Description of the task> Report only the number of lines in the records that contain the word "SinkError".
• • • • •
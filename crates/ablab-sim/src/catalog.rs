//! Static catalog of A/B tests and their variants
//!
//! Four tests run concurrently (factorial design): every session is
//! independently assigned one variant per test. Each variant declares an
//! additive conversion delta that feeds the probability composition.

use serde::{Deserialize, Serialize};

/// The four concurrent tests.
#[derive(Debug, Clone, Copy, PartialEq, Eq, PartialOrd, Ord, Hash, Serialize, Deserialize)]
pub enum TestKind {
    /// App icon design (3-way)
    IconDesign,
    /// App description length (2-way)
    DescriptionLength,
    /// Pricing strategy (3-way)
    Pricing,
    /// Screenshot count (2-way)
    ScreenshotCount,
}

impl TestKind {
    /// All tests, in catalog order.
    pub const ALL: [TestKind; 4] = [
        TestKind::IconDesign,
        TestKind::DescriptionLength,
        TestKind::Pricing,
        TestKind::ScreenshotCount,
    ];

    /// Stable test identifier (wire value).
    #[must_use]
    pub fn test_id(self) -> &'static str {
        match self {
            TestKind::IconDesign => "icon_design_001",
            TestKind::DescriptionLength => "description_002",
            TestKind::Pricing => "pricing_003",
            TestKind::ScreenshotCount => "screenshots_004",
        }
    }

    /// Human-readable test name (wire value).
    #[must_use]
    pub fn test_name(self) -> &'static str {
        match self {
            TestKind::IconDesign => "App Icon Design Test",
            TestKind::DescriptionLength => "App Description Length Test",
            TestKind::Pricing => "Pricing Strategy Test",
            TestKind::ScreenshotCount => "Screenshot Count Test",
        }
    }

    /// Declared variant set for this test.
    #[must_use]
    pub fn variants(self) -> &'static [VariantDef] {
        match self {
            TestKind::IconDesign => ICON_DESIGN_VARIANTS,
            TestKind::DescriptionLength => DESCRIPTION_VARIANTS,
            TestKind::Pricing => PRICING_VARIANTS,
            TestKind::ScreenshotCount => SCREENSHOT_VARIANTS,
        }
    }

    /// Look up a variant by key.
    #[must_use]
    pub fn variant(self, key: &str) -> Option<&'static VariantDef> {
        self.variants().iter().find(|v| v.key == key)
    }
}

/// One treatment arm of one test.
#[derive(Debug, Clone, Copy, PartialEq, Serialize)]
pub struct VariantDef {
    /// Assignment key stored on sessions
    pub key: &'static str,
    /// Human-readable name
    pub name: &'static str,
    /// Description of the treatment
    pub description: &'static str,
    /// Additive conversion-probability delta
    pub conversion_delta: f64,
}

static ICON_DESIGN_VARIANTS: &[VariantDef] = &[
    VariantDef {
        key: "control",
        name: "Original Icon",
        description: "Current app icon design",
        conversion_delta: 0.0,
    },
    VariantDef {
        key: "variant_a",
        name: "Minimalist Icon",
        description: "Clean, minimalist icon design",
        conversion_delta: 0.02,
    },
    VariantDef {
        key: "variant_b",
        name: "Colorful Icon",
        description: "Bright, colorful icon design",
        conversion_delta: 0.035,
    },
];

static DESCRIPTION_VARIANTS: &[VariantDef] = &[
    VariantDef {
        key: "control",
        name: "Short Description",
        description: "Concise app description (50-100 words)",
        conversion_delta: 0.0,
    },
    VariantDef {
        key: "variant_a",
        name: "Detailed Description",
        description: "Comprehensive app description (200-300 words)",
        conversion_delta: 0.025,
    },
];

static PRICING_VARIANTS: &[VariantDef] = &[
    VariantDef {
        key: "control",
        name: "Free",
        description: "Completely free app",
        conversion_delta: 0.08,
    },
    VariantDef {
        key: "variant_a",
        name: "Freemium",
        description: "Free with in-app purchases",
        conversion_delta: 0.04,
    },
    VariantDef {
        key: "variant_b",
        name: "Paid",
        description: "One-time purchase ($2.99)",
        conversion_delta: 0.0,
    },
];

static SCREENSHOT_VARIANTS: &[VariantDef] = &[
    VariantDef {
        key: "control",
        name: "3 Screenshots",
        description: "App store listing with 3 screenshots",
        conversion_delta: 0.0,
    },
    VariantDef {
        key: "variant_a",
        name: "5 Screenshots",
        description: "App store listing with 5 screenshots",
        conversion_delta: 0.015,
    },
];

/// One row of the `ab_test_variants` output table.
#[derive(Debug, Clone, PartialEq, Serialize)]
pub struct VariantRow {
    pub test_id: &'static str,
    pub test_name: &'static str,
    pub variant_key: &'static str,
    pub variant_name: &'static str,
    pub variant_description: &'static str,
}

/// Flatten the catalog into output rows (3+2+3+2 = 10).
#[must_use]
pub fn variant_rows() -> Vec<VariantRow> {
    TestKind::ALL
        .iter()
        .flat_map(|kind| {
            kind.variants().iter().map(|v| VariantRow {
                test_id: kind.test_id(),
                test_name: kind.test_name(),
                variant_key: v.key,
                variant_name: v.name,
                variant_description: v.description,
            })
        })
        .collect()
}
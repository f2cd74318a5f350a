//! Pipeline orchestration for the `ablab` binary
//!
//! Validate config, generate the full in-memory row set, aggregate,
//! then write all three tables through the injected `TableSink`. The
//! sink is the only effectful collaborator, so tests drive the whole
//! pipeline against `MemorySink`.

use ablab_sim::{summarize, SimError, SimulationConfig, Simulator};
use ablab_sink::{
    session_row, summary_row, variant_row, SinkError, TableSink, SESSIONS_TABLE, SUMMARY_TABLE,
    VARIANTS_TABLE,
};
use tracing::info;

/// Pipeline failure: either the simulation or the sink.
#[derive(Debug, thiserror::Error)]
pub enum PipelineError {
    #[error(transparent)]
    Sim(#[from] SimError),

    #[error(transparent)]
    Sink(#[from] SinkError),
}

impl From<ablab_sim::ConfigError> for PipelineError {
    fn from(err: ablab_sim::ConfigError) -> Self {
        Self::Sim(SimError::Config(err))
    }
}

/// Row counts and headline statistics from a completed run.
#[derive(Debug, Clone, PartialEq)]
pub struct RunReport {
    pub sessions_written: u64,
    pub variants_written: u64,
    pub summary_rows_written: u64,
    pub conversions: u64,
    pub overall_conversion_rate: f64,
    pub avg_time_spent_seconds: f64,
}

/// Run the full simulation and write every table through `sink`.
///
/// All generation happens before the first write; a sink failure leaves
/// whatever the store itself committed, never a silently partial
/// success reported as complete.
pub async fn run_with_sink<S: TableSink>(
    config: SimulationConfig,
    sink: &S,
) -> Result<RunReport, PipelineError> {
    let mut simulator = Simulator::new(config)?;
    let run = simulator.generate()?;
    let summary = summarize(&run.sessions);

    let conversions = run.sessions.iter().filter(|s| s.converted).count() as u64;
    let total = run.sessions.len() as u64;
    let avg_time: f64 = run
        .sessions
        .iter()
        .map(|s| f64::from(s.time_spent_seconds))
        .sum::<f64>()
        / total as f64;

    sink.create_or_replace(&SESSIONS_TABLE).await?;
    sink.create_or_replace(&VARIANTS_TABLE).await?;
    sink.create_or_replace(&SUMMARY_TABLE).await?;

    let session_rows: Vec<_> = run.sessions.iter().map(session_row).collect();
    let sessions_written = sink
        .bulk_insert(SESSIONS_TABLE.name, &session_rows)
        .await?;
    info!(rows = sessions_written, table = SESSIONS_TABLE.name, "written");

    let variant_rows: Vec<_> = run.variants.iter().map(variant_row).collect();
    let variants_written = sink
        .bulk_insert(VARIANTS_TABLE.name, &variant_rows)
        .await?;
    info!(rows = variants_written, table = VARIANTS_TABLE.name, "written");

    let summary_rows: Vec<_> = summary.iter().map(summary_row).collect();
    let summary_rows_written = sink.bulk_insert(SUMMARY_TABLE.name, &summary_rows).await?;
    info!(rows = summary_rows_written, table = SUMMARY_TABLE.name, "written");

    Ok(RunReport {
        sessions_written,
        variants_written,
        summary_rows_written,
        conversions,
        overall_conversion_rate: conversions as f64 / total as f64,
        avg_time_spent_seconds: avg_time,
    })
}

impl RunReport {
    /// Human-readable completion report.
    #[must_use]
    pub fn render(&self) -> String {
        let mut out = String::new();
        out.push_str("A/B Testing Simulation Complete\n");
        out.push_str(&format!("  Sessions written: {}\n", self.sessions_written));
        out.push_str(&format!("  Variants written: {}\n", self.variants_written));
        out.push_str(&format!(
            "  Summary rows written: {}\n",
            self.summary_rows_written
        ));
        out.push_str(&format!("  Conversions: {}\n", self.conversions));
        out.push_str(&format!(
            "  Overall conversion rate: {:.2}%\n",
            self.overall_conversion_rate * 100.0
        ));
        out.push_str(&format!(
            "  Average time spent: {:.1}s\n",
            self.avg_time_spent_seconds
        ));
        out
    }
}
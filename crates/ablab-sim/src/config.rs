//! Simulation configuration
//!
//! A run is fully described by a `SimulationConfig`. Two runs with equal
//! configs (seed and window end included) produce byte-identical output.

use crate::error::ConfigError;
use chrono::{DateTime, Utc};
use serde::{Deserialize, Serialize};

/// Configuration for one simulation run.
#[derive(Debug, Clone, Serialize, Deserialize)]
pub struct SimulationConfig {
    /// Number of sessions to generate
    pub num_users: u64,
    /// Length of the sampling window in days
    pub test_duration_days: u32,
    /// Random seed; `None` draws entropy (non-reproducible)
    pub seed: Option<u64>,
    /// End of the sampling window; sessions fall in the
    /// `test_duration_days` preceding this instant
    pub window_end: DateTime<Utc>,
    /// Conversion probability before any variant or demographic effect
    pub base_conversion_rate: f64,
    /// Lower clamp for the composed conversion probability
    pub min_conversion_rate: f64,
    /// Upper clamp for the composed conversion probability
    pub max_conversion_rate: f64,
}

impl SimulationConfig {
    /// Create default configuration
    #[inline]
    #[must_use]
    pub fn new() -> Self {
        Self::default()
    }

    /// With session count
    #[inline]
    #[must_use]
    pub fn with_num_users(mut self, num_users: u64) -> Self {
        self.num_users = num_users;
        self
    }

    /// With window length in days
    #[inline]
    #[must_use]
    pub fn with_duration_days(mut self, days: u32) -> Self {
        self.test_duration_days = days;
        self
    }

    /// With explicit seed
    #[inline]
    #[must_use]
    pub fn with_seed(mut self, seed: u64) -> Self {
        self.seed = Some(seed);
        self
    }

    /// With pinned window end (tests pin this for determinism)
    #[inline]
    #[must_use]
    pub fn with_window_end(mut self, end: DateTime<Utc>) -> Self {
        self.window_end = end;
        self
    }

    /// Fail fast on configurations that must never reach generation.
    pub fn validate(&self) -> Result<(), ConfigError> {
        if self.num_users == 0 {
            return Err(ConfigError::InvalidUserCount(self.num_users));
        }
        if self.test_duration_days == 0 {
            return Err(ConfigError::InvalidDuration(self.test_duration_days));
        }
        if !self.base_conversion_rate.is_finite()
            || self.base_conversion_rate <= 0.0
            || self.base_conversion_rate >= 1.0
        {
            return Err(ConfigError::InvalidBaseRate(self.base_conversion_rate));
        }
        let (min, max) = (self.min_conversion_rate, self.max_conversion_rate);
        if !min.is_finite() || !max.is_finite() || min < 0.0 || max > 1.0 || min >= max {
            return Err(ConfigError::InvalidClampBounds { min, max });
        }
        Ok(())
    }
}

impl Default for SimulationConfig {
    fn default() -> Self {
        Self {
            num_users: 15_000,
            test_duration_days: 45,
            seed: None,
            window_end: Utc::now(),
            base_conversion_rate: 0.15,
            min_conversion_rate: 0.01,
            max_conversion_rate: 0.95,
        }
    }
}
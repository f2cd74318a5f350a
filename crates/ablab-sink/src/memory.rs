//! In-memory `TableSink` for tests and dry runs.

use crate::{SinkError, SqlValue, TableSink, TableSpec};
use async_trait::async_trait;
use parking_lot::Mutex;
use std::collections::BTreeMap;

#[derive(Debug, Clone)]
struct MemoryTable {
    column_count: usize,
    rows: Vec<Vec<SqlValue>>,
}

/// Table store backed by a mutex-guarded map.
#[derive(Debug, Default)]
pub struct MemorySink {
    tables: Mutex<BTreeMap<String, MemoryTable>>,
}

impl MemorySink {
    /// Create an empty sink.
    #[must_use]
    pub fn new() -> Self {
        Self::default()
    }

    /// Rows currently held for a table, if it exists.
    #[must_use]
    pub fn rows(&self, table: &str) -> Option<Vec<Vec<SqlValue>>> {
        self.tables.lock().get(table).map(|t| t.rows.clone())
    }

    /// Row count for a table, if it exists.
    #[must_use]
    pub fn row_count(&self, table: &str) -> Option<usize> {
        self.tables.lock().get(table).map(|t| t.rows.len())
    }

    /// Names of all created tables.
    #[must_use]
    pub fn table_names(&self) -> Vec<String> {
        self.tables.lock().keys().cloned().collect()
    }
}

#[async_trait]
impl TableSink for MemorySink {
    async fn create_or_replace(&self, table: &TableSpec) -> Result<(), SinkError> {
        self.tables.lock().insert(
            table.name.to_string(),
            MemoryTable {
                column_count: table.columns.len(),
                rows: Vec::new(),
            },
        );
        Ok(())
    }

    async fn bulk_insert(&self, table: &str, rows: &[Vec<SqlValue>]) -> Result<u64, SinkError> {
        let mut tables = self.tables.lock();
        let entry = tables
            .get_mut(table)
            .ok_or_else(|| SinkError::UnknownTable(table.to_string()))?;
        if let Some(bad) = rows.iter().find(|r| r.len() != entry.column_count) {
            return Err(SinkError::RowWidth {
                table: table.to_string(),
                expected: entry.column_count,
                got: bad.len(),
            });
        }
        entry.rows.extend_from_slice(rows);
        Ok(rows.len() as u64)
    }
}
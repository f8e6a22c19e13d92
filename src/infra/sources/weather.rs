//! OpenWeatherMap current conditions and forecast.

use async_trait::async_trait;
use reqwest::Client;
use serde::{de::DeserializeOwned, Deserialize};
use serde_json::Value;

use super::{get_json, FetchError, FetchResult, WeatherSource};
use crate::config::{FORECAST_MAX_ENTRIES, WEATHER_UNITS};
use crate::utils::text::{format_temperature, title_case};

#[derive(Debug, Deserialize)]
struct MainDto {
    temp: f64,
}

#[derive(Debug, Deserialize)]
struct ConditionDto {
    description: String,
}

#[derive(Debug, Deserialize)]
struct CurrentDto {
    main: MainDto,
    weather: Vec<ConditionDto>,
}

#[derive(Debug, Deserialize)]
struct ForecastEntryDto {
    main: MainDto,
    weather: Vec<ConditionDto>,
    dt_txt: String,
}

#[derive(Debug, Deserialize)]
struct ForecastDto {
    list: Vec<Value>,
}

/// Client for the OpenWeatherMap 2.5 API
#[derive(Clone)]
pub struct OpenWeatherClient {
    client: Client,
    base_url: String,
    api_key: Option<String>,
}

impl OpenWeatherClient {
    pub fn new(client: Client, base_url: impl Into<String>, api_key: Option<String>) -> Self {
        Self {
            client,
            base_url: base_url.into().trim_end_matches('/').to_string(),
            api_key,
        }
    }

    async fn fetch<T: DeserializeOwned>(&self, endpoint: &str, city: &str) -> FetchResult<T> {
        let api_key = self.api_key.as_deref().ok_or(FetchError::MissingApiKey)?;
        let url = format!("{}/data/2.5/{}", self.base_url, endpoint);
        let request = self.client.get(url).query(&[
            ("q", city),
            ("appid", api_key),
            ("units", WEATHER_UNITS),
        ]);
        get_json(request).await
    }
}

#[async_trait]
impl WeatherSource for OpenWeatherClient {
    async fn current(&self, city: &str) -> FetchResult<String> {
        let data: CurrentDto = self.fetch("weather", city).await?;
        let condition = first_condition(&data.weather)?;

        Ok(format!(
            "🌤️  Weather in {}: {}°F, {}",
            city,
            format_temperature(data.main.temp),
            title_case(&condition.description)
        ))
    }

    async fn forecast(&self, city: &str) -> FetchResult<Vec<String>> {
        let data: ForecastDto = self.fetch("forecast", city).await?;

        // Only the entries we keep have to be well formed
        data.list
            .into_iter()
            .take(FORECAST_MAX_ENTRIES)
            .map(|raw| -> FetchResult<String> {
                let entry: ForecastEntryDto = serde_json::from_value(raw)
                    .map_err(|e| FetchError::malformed(e.to_string()))?;
                let condition = first_condition(&entry.weather)?;
                Ok(format!(
                    "{}: {}°F, {}",
                    entry.dt_txt,
                    format_temperature(entry.main.temp),
                    condition.description
                ))
            })
            .collect()
    }
}

fn first_condition(conditions: &[ConditionDto]) -> FetchResult<&ConditionDto> {
    conditions
        .first()
        .ok_or_else(|| FetchError::malformed("empty weather array"))
}
//! Third-party data sources for the dashboard.
//!
//! Each remote source makes exactly one bounded-time GET and returns a
//! typed [`FetchResult`]. Sources never substitute fallback content
//! themselves; [`crate::services::DashboardService`] does that.

use std::time::Duration;

use async_trait::async_trait;
use reqwest::{Client, RequestBuilder, StatusCode};
use serde::de::DeserializeOwned;
use thiserror::Error;

pub mod fallback;
mod jokes;
mod quotes;
mod weather;

pub use fallback::{FallbackPicker, FixedPicker, RandomPicker};
pub use jokes::JokeApiClient;
pub use quotes::QuotableClient;
pub use weather::OpenWeatherClient;

#[cfg(any(test, feature = "test-utils"))]
use mockall::automock;

/// Why a remote fetch produced no value
#[derive(Debug, Error)]
pub enum FetchError {
    #[error("no API key configured")]
    MissingApiKey,

    #[error("unexpected status {0}")]
    Status(StatusCode),

    /// Connection failure or timeout
    #[error("request failed: {0}")]
    Transport(#[from] reqwest::Error),

    #[error("malformed response: {0}")]
    Malformed(String),
}

impl FetchError {
    /// The provider answered but refused (bad status or no credentials).
    pub fn is_rejection(&self) -> bool {
        matches!(self, FetchError::MissingApiKey | FetchError::Status(_))
    }

    pub fn malformed(msg: impl Into<String>) -> Self {
        FetchError::Malformed(msg.into())
    }
}

pub type FetchResult<T> = Result<T, FetchError>;

/// Current conditions and short-range forecast for a city.
#[cfg_attr(any(test, feature = "test-utils"), automock)]
#[async_trait]
pub trait WeatherSource: Send + Sync {
    /// One formatted line of current weather
    async fn current(&self, city: &str) -> FetchResult<String>;

    /// Up to five formatted forecast entries, in provider order
    async fn forecast(&self, city: &str) -> FetchResult<Vec<String>>;
}

#[cfg_attr(any(test, feature = "test-utils"), automock)]
#[async_trait]
pub trait QuoteSource: Send + Sync {
    /// One formatted inspirational quote
    async fn quote(&self) -> FetchResult<String>;
}

#[cfg_attr(any(test, feature = "test-utils"), automock)]
#[async_trait]
pub trait JokeSource: Send + Sync {
    /// One formatted joke
    async fn joke(&self) -> FetchResult<String>;
}

/// Build the HTTP client shared by every remote source.
pub fn http_client(timeout: Duration) -> Result<Client, reqwest::Error> {
    Client::builder()
        .timeout(timeout)
        .user_agent(concat!("daily-dashboard/", env!("CARGO_PKG_VERSION")))
        .build()
}

/// Send a request and decode a 200 JSON body.
async fn get_json<T: DeserializeOwned>(request: RequestBuilder) -> FetchResult<T> {
    let response = request.send().await?;
    let status = response.status();
    if status != StatusCode::OK {
        return Err(FetchError::Status(status));
    }

    let body = response.bytes().await?;
    serde_json::from_slice(&body).map_err(|e| FetchError::malformed(e.to_string()))
}

#[cfg(test)]
mod tests {
    use super::*;

    #[test]
    fn test_rejection_classification() {
        assert!(FetchError::MissingApiKey.is_rejection());
        assert!(FetchError::Status(StatusCode::UNAUTHORIZED).is_rejection());
        assert!(!FetchError::malformed("missing field").is_rejection());
    }
}
//! Show command - prints the dashboard to the terminal.

use std::io::{self, Write};
use std::time::Duration;

use crate::config::{Config, LOADING_DOTS, LOADING_DOT_DELAY_MS, LOADING_MESSAGE};
use crate::domain::{DashboardView, TimeInfo};
use crate::errors::AppResult;
use crate::services::DashboardService;
use crate::utils::text::divider;

/// Execute the show command
pub async fn execute(config: Config) -> AppResult<()> {
    let service = DashboardService::from_config(&config)?;
    let mut out = io::stdout();

    render_header(&mut out, &TimeInfo::now())?;

    // Sources are fetched while the dots are printing
    let (animation, view) = tokio::join!(
        loading_animation(&mut out, Duration::from_millis(LOADING_DOT_DELAY_MS)),
        service.build()
    );
    animation?;

    render_body(&mut out, &view)?;
    out.flush()?;
    Ok(())
}

/// Banner, date and time.
pub fn render_header<W: Write>(out: &mut W, time: &TimeInfo) -> io::Result<()> {
    writeln!(out, "{}", divider('='))?;
    writeln!(out, "🌟 YOUR DAILY DASHBOARD 🌟")?;
    writeln!(out, "{}", divider('='))?;
    writeln!(out, "📅 Date: {}", time.date)?;
    writeln!(out, "⏰ Time: {}", time.time)?;
    writeln!(out, "{}", divider('-'))
}

/// Print the loading message, one dot per `delay`, then a newline.
pub async fn loading_animation<W: Write>(out: &mut W, delay: Duration) -> io::Result<()> {
    write!(out, "{}", LOADING_MESSAGE)?;
    out.flush()?;
    for _ in 0..LOADING_DOTS {
        tokio::time::sleep(delay).await;
        write!(out, ".")?;
        out.flush()?;
    }
    writeln!(out)
}

/// Every section, the first forecast entries, and the sign-off.
pub fn render_body<W: Write>(out: &mut W, view: &DashboardView) -> io::Result<()> {
    for section in [
        &view.weather,
        &view.quote,
        &view.programming_quote,
        &view.fun_fact,
        &view.joke,
    ] {
        writeln!(out, "{}", section)?;
        writeln!(out)?;
    }

    writeln!(out, "📊 5-Hour Forecast:")?;
    for forecast in view.visible_forecasts() {
        writeln!(out, "   {}", forecast)?;
    }

    writeln!(out)?;
    writeln!(out, "{}", divider('='))?;
    writeln!(out, "Have a great day! 🚀")?;
    writeln!(out, "{}", divider('='))
}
• • • • •
Response> 7